訪問先の法律を確認するのはもちろんだが、状況は複雑であることにも留意しよう。どこの国でも、法律には独特のニュアンスがあり、問題ないと現地で受け止められていることには、同じ国内であっでも地域差が非常に大きいこともある。

シンガポールにように、法律は存在するが実際に適用されることはなく、もはや問題視されていない国がある一方、エジプトのように、ホモセクシュアルを禁じる法律はないが、世間一般の良識を理由に、ゲイの男性が罰せられかねない国もある。

2. 出張の準備

会社の業務目的での出張では、社員一人一人が自分は保護下にあると安心して過ごせることが絶対条件だ。

出張前には、十分な時間的余裕をもって出張者に情報提供し、渡航先で関わりがある現地法について認識を促す。
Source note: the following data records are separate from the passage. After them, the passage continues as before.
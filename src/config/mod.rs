#[cfg(feature = "cli")]
pub mod cli;

use crate::domain::ports::HarnessConfig;
use crate::utils::error::Result;
use crate::utils::validation::{validate_path, validate_positive_number, validate_url, Validate};
use serde::{Deserialize, Serialize};
use std::time::Duration;

pub const DEFAULT_PAGE_URL: &str = "https://the-internet.herokuapp.com/download";
pub const DEFAULT_DOWNLOAD_DIR: &str = "./download";
pub const DEFAULT_TIMEOUT_SECS: u64 = 30;

/// Plain settings for library callers and tests; the CLI wraps the same
/// fields with clap.
#[derive(Debug, Clone, Serialize, Deserialize)]
pub struct HarnessSettings {
    pub page_url: String,
    pub download_dir: String,
    pub timeout_secs: u64,
}

impl Default for HarnessSettings {
    fn default() -> Self {
        Self {
            page_url: DEFAULT_PAGE_URL.to_string(),
            download_dir: DEFAULT_DOWNLOAD_DIR.to_string(),
            timeout_secs: DEFAULT_TIMEOUT_SECS,
        }
    }
}

impl HarnessConfig for HarnessSettings {
    fn page_url(&self) -> &str {
        &self.page_url
    }

    fn download_dir(&self) -> &str {
        &self.download_dir
    }

    fn timeout(&self) -> Duration {
        Duration::from_secs(self.timeout_secs)
    }
}

impl Validate for HarnessSettings {
    fn validate(&self) -> Result<()> {
        validate_url("page_url", &self.page_url)?;
        validate_path("download_dir", &self.download_dir)?;
        validate_positive_number("timeout_secs", self.timeout_secs, 1)?;
        Ok(())
    }
}
use crate::core::error;
use crate::core::schemas;
use rusqlite::Connection;
use std::fs;
use std::path::{Path, PathBuf};

pub fn db_connect(db_path: &str) -> Result<Connection, error::ShoplistError> {
    let conn = Connection::open(db_path)?;
    conn.busy_timeout(std::time::Duration::from_secs(5))
        .map_err(error::ShoplistError::RusqliteError)?;
    conn.query_row("PRAGMA journal_mode=WAL;", [], |_| Ok(()))
        .map_err(error::ShoplistError::RusqliteError)?;
    Ok(conn)
}

pub fn shoplist_db_path(root: &Path, db_file: &str) -> PathBuf {
    root.join(db_file)
}

/// Open (creating if needed) the key-value database under `root`.
pub fn initialize_kv_db(root: &Path, db_file: &str) -> Result<Connection, error::ShoplistError> {
    fs::create_dir_all(root).map_err(error::ShoplistError::IoError)?;
    let db_path = shoplist_db_path(root, db_file);
    let conn = db_connect(&db_path.to_string_lossy())?;
    conn.execute(schemas::KV_DB_SCHEMA, [])?;
    Ok(conn)
}
//! Durable key-value slots.
//!
//! A slot is a single string value under a fixed key, overwritten as a whole.
//! `SqliteStorage` is the on-disk backend; `MemoryStorage` backs tests and
//! ephemeral sessions and can be told to fail on demand.

use crate::core::db;
use crate::core::error::ShoplistError;
use crate::core::time::now_epoch_z;
use rusqlite::{Connection, OptionalExtension, params};
use std::cell::{Cell, RefCell};
use std::collections::HashMap;
use std::io;
use std::path::Path;
use std::rc::Rc;

pub trait KeyValueStorage {
    fn get_item(&self, key: &str) -> Result<Option<String>, ShoplistError>;
    fn set_item(&self, key: &str, value: &str) -> Result<(), ShoplistError>;
    fn remove_item(&self, key: &str) -> Result<(), ShoplistError>;
}

pub struct SqliteStorage {
    conn: Connection,
}

impl SqliteStorage {
    pub fn open(root: &Path, db_file: &str) -> Result<Self, ShoplistError> {
        let conn = db::initialize_kv_db(root, db_file)?;
        Ok(Self { conn })
    }
}

impl KeyValueStorage for SqliteStorage {
    fn get_item(&self, key: &str) -> Result<Option<String>, ShoplistError> {
        let value = self
            .conn
            .query_row("SELECT value FROM kv WHERE key = ?1", params![key], |row| {
                row.get(0)
            })
            .optional()?;
        Ok(value)
    }

    fn set_item(&self, key: &str, value: &str) -> Result<(), ShoplistError> {
        self.conn.execute(
            "INSERT INTO kv(key, value, updated_at) VALUES(?1, ?2, ?3)
             ON CONFLICT(key) DO UPDATE SET value = excluded.value, updated_at = excluded.updated_at",
            params![key, value, now_epoch_z()],
        )?;
        Ok(())
    }

    fn remove_item(&self, key: &str) -> Result<(), ShoplistError> {
        self.conn
            .execute("DELETE FROM kv WHERE key = ?1", params![key])?;
        Ok(())
    }
}

/// In-memory slots. Clones share the same underlying map.
#[derive(Clone, Default)]
pub struct MemoryStorage {
    items: Rc<RefCell<HashMap<String, String>>>,
    fail_reads: Rc<Cell<bool>>,
    fail_writes: Rc<Cell<bool>>,
}

impl MemoryStorage {
    pub fn new() -> Self {
        Self::default()
    }

    pub fn set_fail_reads(&self, fail: bool) {
        self.fail_reads.set(fail);
    }

    pub fn set_fail_writes(&self, fail: bool) {
        self.fail_writes.set(fail);
    }

    /// Current raw value of a slot, bypassing failure injection.
    pub fn peek(&self, key: &str) -> Option<String> {
        self.items.borrow().get(key).cloned()
    }

    fn injected(op: &str) -> ShoplistError {
        ShoplistError::IoError(io::Error::other(format!("memory storage {op} disabled")))
    }
}

impl KeyValueStorage for MemoryStorage {
    fn get_item(&self, key: &str) -> Result<Option<String>, ShoplistError> {
        if self.fail_reads.get() {
            return Err(Self::injected("read"));
        }
        Ok(self.items.borrow().get(key).cloned())
    }

    fn set_item(&self, key: &str, value: &str) -> Result<(), ShoplistError> {
        if self.fail_writes.get() {
            return Err(Self::injected("write"));
        }
        self.items
            .borrow_mut()
            .insert(key.to_string(), value.to_string());
        Ok(())
    }

    fn remove_item(&self, key: &str) -> Result<(), ShoplistError> {
        if self.fail_writes.get() {
            return Err(Self::injected("write"));
        }
        self.items.borrow_mut().remove(key);
        Ok(())
    }
}

#[cfg(test)]
mod tests {
    use super::*;
    use crate::core::schemas;
    use tempfile::tempdir;

    #[test]
    fn test_sqlite_set_get_overwrite_remove() {
        let tmp = tempdir().unwrap();
        let storage = SqliteStorage::open(tmp.path(), schemas::SHOPLIST_DB_NAME).unwrap();
        assert_eq!(storage.get_item("k").unwrap(), None);

        storage.set_item("k", "one").unwrap();
        storage.set_item("k", "two").unwrap();
        assert_eq!(storage.get_item("k").unwrap().as_deref(), Some("two"));

        storage.remove_item("k").unwrap();
        assert_eq!(storage.get_item("k").unwrap(), None);
    }

    #[test]
    fn test_sqlite_values_survive_reopen() {
        let tmp = tempdir().unwrap();
        {
            let storage = SqliteStorage::open(tmp.path(), schemas::SHOPLIST_DB_NAME).unwrap();
            storage.set_item("k", "kept").unwrap();
        }
        let storage = SqliteStorage::open(tmp.path(), schemas::SHOPLIST_DB_NAME).unwrap();
        assert_eq!(storage.get_item("k").unwrap().as_deref(), Some("kept"));
    }

    #[test]
    fn test_memory_clones_share_state() {
        let storage = MemoryStorage::new();
        let handle = storage.clone();
        storage.set_item("k", "v").unwrap();
        assert_eq!(handle.peek("k").as_deref(), Some("v"));
    }

    #[test]
    fn test_memory_failure_injection() {
        let storage = MemoryStorage::new();
        storage.set_item("k", "v").unwrap();

        storage.set_fail_writes(true);
        assert!(storage.set_item("k", "w").is_err());
        assert!(storage.remove_item("k").is_err());
        assert_eq!(storage.peek("k").as_deref(), Some("v"));

        storage.set_fail_reads(true);
        assert!(storage.get_item("k").is_err());
    }
}
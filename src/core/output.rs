//! Compact output rendering helpers for CLI surfaces.

/// Collapse newlines/extra whitespace and bound length for terminal display.
pub fn compact_line(input: &str, max_chars: usize) -> String {
    let collapsed = input.split_whitespace().collect::<Vec<_>>().join(" ");
    let mut chars = collapsed.chars();
    let preview: String = chars.by_ref().take(max_chars).collect();
    if chars.next().is_some() {
        format!("{}...", preview)
    } else {
        preview
    }
}

/// Fixed two-decimal price with a currency suffix, e.g. `4.99 zł`.
pub fn format_price(price: f64, currency: &str) -> String {
    if currency.is_empty() {
        format!("{:.2}", price)
    } else {
        format!("{:.2} {}", price, currency)
    }
}

/// Pad or truncate to an exact display width, counted in chars.
pub fn fit(input: &str, width: usize) -> String {
    let line = compact_line(input, width.saturating_sub(3).max(1));
    let len = line.chars().count();
    if len >= width {
        line
    } else {
        format!("{}{}", line, " ".repeat(width - len))
    }
}
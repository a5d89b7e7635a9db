//! Centralized storage definitions for the shopping list.
//!
//! All durable state lives in one SQLite file holding a single key-value table.
//! Each key is one "durable slot"; the product list occupies exactly one of them.

pub const SHOPLIST_DB_NAME: &str = "shoplist.db";

pub const KV_DB_SCHEMA: &str = "
    CREATE TABLE IF NOT EXISTS kv (
        key TEXT PRIMARY KEY,
        value TEXT NOT NULL,
        updated_at TEXT NOT NULL
    )
";

/// Key of the slot holding the serialized product list.
pub const PRODUCTS_STORAGE_KEY: &str = "shoppingList";

/// Version written into every product envelope.
pub const PRODUCTS_SCHEMA_VERSION: u32 = 1;

pub const CONFIG_FILE_NAME: &str = "shoplist.toml";
//! Shared primitives: storage, configuration, errors, logging and rendering.

pub mod config;
pub mod db;
pub mod error;
pub mod logging;
pub mod output;
pub mod schemas;
pub mod storage;
pub mod store;
pub mod time;
pub mod tui;
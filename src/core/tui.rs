use colored::Colorize;
use serde_json::Value as JsonValue;
use std::env;

use crate::core::output::{fit, format_price};

const MIN_BOX_WIDTH: usize = 40;
const MAX_BOX_WIDTH: usize = 60;

/// Header of the single list section.
pub const SECTION_TITLE: &str = "Shopping list";

#[derive(Clone, Copy, Debug, PartialEq)]
pub enum ItemStatus {
    Added,
    Updated,
    Removed,
    Missing,
    Info,
}

impl ItemStatus {
    pub fn icon(&self) -> &'static str {
        match self {
            ItemStatus::Added => "+",
            ItemStatus::Updated => "~",
            ItemStatus::Removed => "-",
            ItemStatus::Missing => "?",
            ItemStatus::Info => "i",
        }
    }
}

pub fn terminal_width() -> usize {
    env::var("COLUMNS")
        .ok()
        .and_then(|c| c.parse().ok())
        .unwrap_or(80)
}

fn effective_width() -> usize {
    terminal_width().clamp(MIN_BOX_WIDTH, MAX_BOX_WIDTH)
}

pub fn box_top(width: usize) -> String {
    format!("╔{}╗", "═".repeat(width.saturating_sub(2)))
}

pub fn box_bottom(width: usize) -> String {
    format!("╚{}╝", "═".repeat(width.saturating_sub(2)))
}

pub fn box_row(left: &str, content: &str, right: &str, width: usize) -> String {
    let content_len = content.chars().count();
    let padding = width.saturating_sub(2).saturating_sub(content_len);
    let left_pad = padding / 2;
    let right_pad = padding - left_pad;
    format!(
        "{}{}{}{}{}",
        left,
        " ".repeat(left_pad),
        content,
        " ".repeat(right_pad),
        right
    )
}

/// Blocking alert, e.g. for a rejected add.
pub fn render_alert(title: &str, message: &str) -> String {
    let width = effective_width().max(message.chars().count() + 4);
    [
        box_top(width).bright_red().to_string(),
        box_row("║", title, "║", width).bright_red().bold().to_string(),
        box_row("║", message, "║", width).red().to_string(),
        box_bottom(width).bright_red().to_string(),
    ]
    .join("\n")
}

pub fn render_status(status: ItemStatus, message: &str) -> String {
    let icon = status.icon();
    match status {
        ItemStatus::Added => format!("{} {}", icon.bright_green(), message),
        ItemStatus::Updated => format!("{} {}", icon.bright_cyan(), message),
        ItemStatus::Removed => format!("{} {}", icon.bright_yellow(), message),
        ItemStatus::Missing => format!("{} {}", icon.bright_red(), message.dimmed()),
        ItemStatus::Info => format!("{} {}", icon.cyan(), message),
    }
}

fn str_field<'a>(item: &'a JsonValue, key: &str) -> &'a str {
    item.get(key).and_then(|x| x.as_str()).unwrap_or("")
}

/// One row of the list view, from a product item in a `list` envelope.
pub fn render_product_row(item: &JsonValue, currency: &str) -> String {
    let name = fit(str_field(item, "name"), 24);
    let price = format_price(
        item.get("price").and_then(|x| x.as_f64()).unwrap_or_default(),
        currency,
    );
    let store = fit(str_field(item, "store"), 14);
    let purchased = item
        .get("purchased")
        .and_then(|x| x.as_bool())
        .unwrap_or(false);
    let label = if purchased {
        "Purchased".bright_white().on_green().to_string()
    } else {
        "To buy".red().on_yellow().to_string()
    };
    let id = str_field(item, "id");

    let row = format!(
        "{} {:>12}  {}  {}  {}",
        name.bold(),
        price,
        store.dimmed(),
        label,
        id.dimmed()
    );
    match str_field(item, "state") {
        "pending_removal" => row.strikethrough().dimmed().to_string(),
        "entering" => format!("{} {}", row, "new".bright_green()),
        _ => row,
    }
}

/// Full list view from a `list` envelope: section header, rows, totals.
pub fn render_list(out: &JsonValue, currency: &str) -> String {
    let mut lines = Vec::new();
    let mut header = SECTION_TITLE.to_string();
    if out.get("sorted").and_then(|x| x.as_bool()) == Some(true) {
        header.push_str(" (A-Z)");
    }
    let filter = str_field(out, "filter");
    if !filter.is_empty() {
        header.push_str(&format!(" [filter: {}]", filter));
    }
    lines.push(header.bright_blue().bold().to_string());

    let items = out
        .get("items")
        .and_then(|x| x.as_array())
        .cloned()
        .unwrap_or_default();
    if items.is_empty() {
        lines.push("  No products.".dimmed().to_string());
        return lines.join("\n");
    }
    for item in &items {
        lines.push(format!("  {}", render_product_row(item, currency)));
    }

    let total = out.get("total").and_then(|x| x.as_f64()).unwrap_or_default();
    let remaining = out
        .get("remaining_total")
        .and_then(|x| x.as_f64())
        .unwrap_or_default();
    lines.push(format!(
        "  {} {}   {} {}",
        "total:".dimmed(),
        format_price(total, currency),
        "to buy:".dimmed(),
        format_price(remaining, currency)
    ));
    lines.join("\n")
}
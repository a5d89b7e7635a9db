//! One open shopping list: the store, its gateway and the command surface.
//!
//! Commands produce JSON envelopes (`ts`, `cmd`, `status`, ...). Text output
//! is rendered from the same envelopes.

use crate::core::config::ShoplistConfig;
use crate::core::error::ShoplistError;
use crate::core::storage::MemoryStorage;
use crate::core::store::Store;
use crate::core::time::command_envelope;
use crate::core::tui::{self, ItemStatus};
use crate::plugins::persistence::PersistenceGateway;
use crate::plugins::product::Product;
use crate::plugins::products::{ProductForm, ProductListStore, TransitionKind};
use clap::{Subcommand, ValueEnum};
use serde_json::Value as JsonValue;
use std::time::Instant;
use tracing::error;

#[derive(Copy, Clone, Debug, Eq, PartialEq, ValueEnum)]
pub enum OutputFormat {
    Text,
    Json,
}

#[derive(Subcommand, Debug, Clone, PartialEq)]
pub enum ListCommand {
    /// Add a product to the top of the list.
    Add {
        /// Product name.
        name: String,
        /// Price; `4,99` and `4.99` are both accepted.
        price: String,
        /// Store to buy it in.
        store: String,
    },
    /// Show the list, optionally filtered by name.
    List {
        /// Case-insensitive name substring.
        #[clap(long, default_value = "")]
        filter: String,
    },
    /// Toggle a product between "to buy" and "purchased".
    Toggle {
        /// Product id.
        id: String,
    },
    /// Remove a product.
    Remove {
        /// Product id.
        id: String,
    },
    /// Sort the list alphabetically by name.
    Sort,
    /// Delete every product and the stored list.
    Reset,
}

pub struct Session {
    list: ProductListStore,
    config: ShoplistConfig,
}

impl Session {
    /// Open the store's durable slot and load it.
    ///
    /// A slot that cannot be opened is logged and replaced by an in-memory
    /// one; the session still runs, it just does not survive the process.
    pub fn open(store: &Store, config: &ShoplistConfig) -> Self {
        let storage = match store.open_storage(config) {
            Ok(storage) => storage,
            Err(e) => {
                error!(root = %store.root.display(), error = %e, "cannot open product storage, changes will not be saved");
                Box::new(MemoryStorage::new())
            }
        };
        let gateway = PersistenceGateway::new(storage, config.storage_key.clone());
        let mut list = ProductListStore::with_gateway(gateway, config);
        list.hydrate();
        Self {
            list,
            config: config.clone(),
        }
    }

    #[cfg(test)]
    pub(crate) fn from_parts(list: ProductListStore, config: ShoplistConfig) -> Self {
        Self { list, config }
    }

    pub fn list(&self) -> &ProductListStore {
        &self.list
    }

    /// Run one command. Validation failures come back as an `invalid`
    /// envelope, unknown ids as `not_found`.
    pub fn execute(&mut self, cmd: &ListCommand, now: Instant) -> JsonValue {
        match cmd {
            ListCommand::Add { name, price, store } => {
                let mut form = ProductForm::new(name, price, store);
                match form.submit(&mut self.list, now) {
                    Ok(id) => {
                        let item = self.list.get(&id).map(|p| self.item_json(p));
                        command_envelope(
                            "add",
                            "ok",
                            serde_json::json!({ "id": id, "item": item, "count": self.list.len() }),
                        )
                    }
                    Err(ShoplistError::ValidationError(message)) => command_envelope(
                        "add",
                        "invalid",
                        serde_json::json!({ "message": message }),
                    ),
                    Err(e) => command_envelope(
                        "add",
                        "error",
                        serde_json::json!({ "message": e.to_string() }),
                    ),
                }
            }
            ListCommand::List { filter } => self.list_envelope("list", filter),
            ListCommand::Toggle { id } => match self.list.toggle_purchased(id) {
                Some(purchased) => command_envelope(
                    "toggle",
                    "ok",
                    serde_json::json!({ "id": id, "purchased": purchased }),
                ),
                None => not_found("toggle", id),
            },
            ListCommand::Remove { id } => {
                if self.list.remove(id, now) {
                    command_envelope(
                        "remove",
                        "ok",
                        serde_json::json!({
                            "id": id,
                            "grace_ms": self.config.removal_grace_ms,
                        }),
                    )
                } else if self.list.is_pending_removal(id) {
                    command_envelope("remove", "pending", serde_json::json!({ "id": id }))
                } else {
                    not_found("remove", id)
                }
            }
            ListCommand::Sort => {
                self.list.sort();
                command_envelope(
                    "sort",
                    "ok",
                    serde_json::json!({ "sorted": true, "count": self.list.len() }),
                )
            }
            ListCommand::Reset => {
                let dropped = self.list.len();
                self.list.reset();
                command_envelope("reset", "ok", serde_json::json!({ "dropped": dropped }))
            }
        }
    }

    pub fn undo_remove(&mut self, id: &str) -> JsonValue {
        if self.list.cancel_removal(id) {
            command_envelope("undo-remove", "ok", serde_json::json!({ "id": id }))
        } else {
            not_found("undo-remove", id)
        }
    }

    pub fn settle(&mut self, now: Instant) -> Vec<String> {
        self.list.settle(now)
    }

    /// Finish pending removals before the session goes away.
    pub fn close(&mut self) -> Vec<String> {
        self.list.flush()
    }

    pub fn list_envelope(&self, cmd: &str, filter: &str) -> JsonValue {
        let items: Vec<JsonValue> = self
            .list
            .filter(filter)
            .into_iter()
            .map(|p| self.item_json(p))
            .collect();
        command_envelope(
            cmd,
            "ok",
            serde_json::json!({
                "filter": filter,
                "sorted": self.list.is_sorted(),
                "count": items.len(),
                "items": items,
                "total": self.list.total(),
                "remaining_total": self.list.remaining_total(),
            }),
        )
    }

    fn item_json(&self, product: &Product) -> JsonValue {
        let state = match self.list.transition(&product.id).map(|t| t.kind) {
            Some(TransitionKind::Exiting) => "pending_removal",
            Some(TransitionKind::Entering) => "entering",
            None => "active",
        };
        serde_json::json!({
            "id": product.id,
            "name": product.name,
            "price": product.price,
            "store": product.store,
            "purchased": product.purchased,
            "state": state,
        })
    }

    /// Render an envelope for the terminal.
    pub fn render(&self, out: &JsonValue, format: OutputFormat) -> String {
        match format {
            OutputFormat::Json => {
                serde_json::to_string_pretty(out).unwrap_or_else(|_| out.to_string())
            }
            OutputFormat::Text => render_text(out, &self.config.currency),
        }
    }
}

fn not_found(cmd: &str, id: &str) -> JsonValue {
    command_envelope(cmd, "not_found", serde_json::json!({ "id": id }))
}

fn render_text(out: &JsonValue, currency: &str) -> String {
    let cmd = out.get("cmd").and_then(|x| x.as_str()).unwrap_or("");
    let status = out.get("status").and_then(|x| x.as_str()).unwrap_or("");
    let id = out.get("id").and_then(|x| x.as_str()).unwrap_or("?");

    match (cmd, status) {
        ("list" | "filter", _) => tui::render_list(out, currency),
        ("add", "ok") => {
            let row = out
                .get("item")
                .map(|item| tui::render_product_row(item, currency))
                .unwrap_or_default();
            tui::render_status(ItemStatus::Added, &row)
        }
        ("add", _) => {
            let message = out.get("message").and_then(|x| x.as_str()).unwrap_or("");
            tui::render_alert("Error", message)
        }
        ("toggle", "ok") => {
            let purchased = out.get("purchased").and_then(|x| x.as_bool()) == Some(true);
            let label = if purchased { "purchased" } else { "to buy" };
            tui::render_status(ItemStatus::Updated, &format!("{} is now {}", id, label))
        }
        ("remove", "ok") => tui::render_status(ItemStatus::Removed, &format!("removing {}", id)),
        ("remove", "pending") => {
            tui::render_status(ItemStatus::Info, &format!("{} is already being removed", id))
        }
        ("undo-remove", "ok") => {
            tui::render_status(ItemStatus::Updated, &format!("kept {}", id))
        }
        ("sort", _) => tui::render_status(ItemStatus::Updated, "sorted by name"),
        ("reset", _) => {
            let dropped = out.get("dropped").and_then(|x| x.as_u64()).unwrap_or(0);
            tui::render_status(ItemStatus::Removed, &format!("dropped {} products", dropped))
        }
        (_, "not_found") => tui::render_status(ItemStatus::Missing, &format!("no product {}", id)),
        _ => out.to_string(),
    }
}
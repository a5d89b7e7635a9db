//! The shopping list itself: products, the list store, persistence and the
//! command surfaces built on them.

pub mod persistence;
pub mod product;
pub mod products;
pub mod session;
pub mod shell;
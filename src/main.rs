use std::process::ExitCode;

fn main() -> anyhow::Result<ExitCode> {
    let code = shoplist::run()?;
    Ok(code)
}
注意義務を履行するために欠かせないのが、インクルーシブ教育、出張前のアドバイスや問題意識だ。出張中に起きるかもしれない事態とその対処方法、緊急時の連絡先について、出張者本人に教育する。

企業側は、すべての社員を対象に、こうした注意義務について周知徹底する必要がある。なぜなら、誰がLGBTQ+なのか質問することはできないし、こうした情報を開示しない社員がいるかもしれないからだ。

だからこそ、社員の多様性や公平性について、断固たる方針があるかは重要だ。性的指向や性自認に関係なく、すべての出張者に対して注意義務を改善しようと雇用側が動くことができる。

3. 出張中

適切なテクノロジーにアクセスできる状態を確保することで、旅行中いつでも、出張者の現在位置を素早く特定したり、連絡を取ったりできる。

具体的には、位置情報テクノロジーの活用(GPS機能や旅程管理機能など)になるだろう。社員に緊急時の連絡番号を渡したり、直接、メッセージできるツールを提供したりすれば、管理者と出張者が簡単にコミュニケーションできる。

出張者には、チェックインを日常業務の一部として習慣化してもらおう。無事であることが確認できる上、メンタルヘルスなどを含め、より広い意味で、出張者に何か問題が起きていないか把握するのに役立つ。

4. 出張の後で

出張から戻った後も、まだ出張者へのケアは続く。

アンケート調査などで出張後に評価をしてもらい、貴重なデータやフィードバックを集めることは、注意義務の規約内容を精査し、改善するのに役立つ。

人事部とも連携し、何かプライバシーに関する問題があれば対処できるようにする。雇用側が果たすべき社員に対する注意義務は、法律の改正に伴い、常に進化を続けていくものだ。

同様に、社会的評価にも移り変わりがあり、法律とは異なる場合もあるだろう。自社の出張規約を年に一度は見直し、今の法律に抵触していないか、使用している言葉や表現は時代に合った適切なものかチェックしよう。例えば、「彼/彼女」のような性別を限定した言いまわしは避け、別の中立的な表現に置き換えよう。

5. 長期的に取り組む

LGBTQ+の出張者サポートは、広義には、企業のインクルーシブ施策の一環として捉えるべきで、上級管理職の積極的な関与が必要だ。

インクルーシブで誰にでも公平な職場環境は、現代社会にふさわしい先進的な企業であることの証だ。逆に、こうした職場が実現できていないと、才能豊かな人材の獲得や維持には打撃となり、会社の評判にも傷がつきかねない。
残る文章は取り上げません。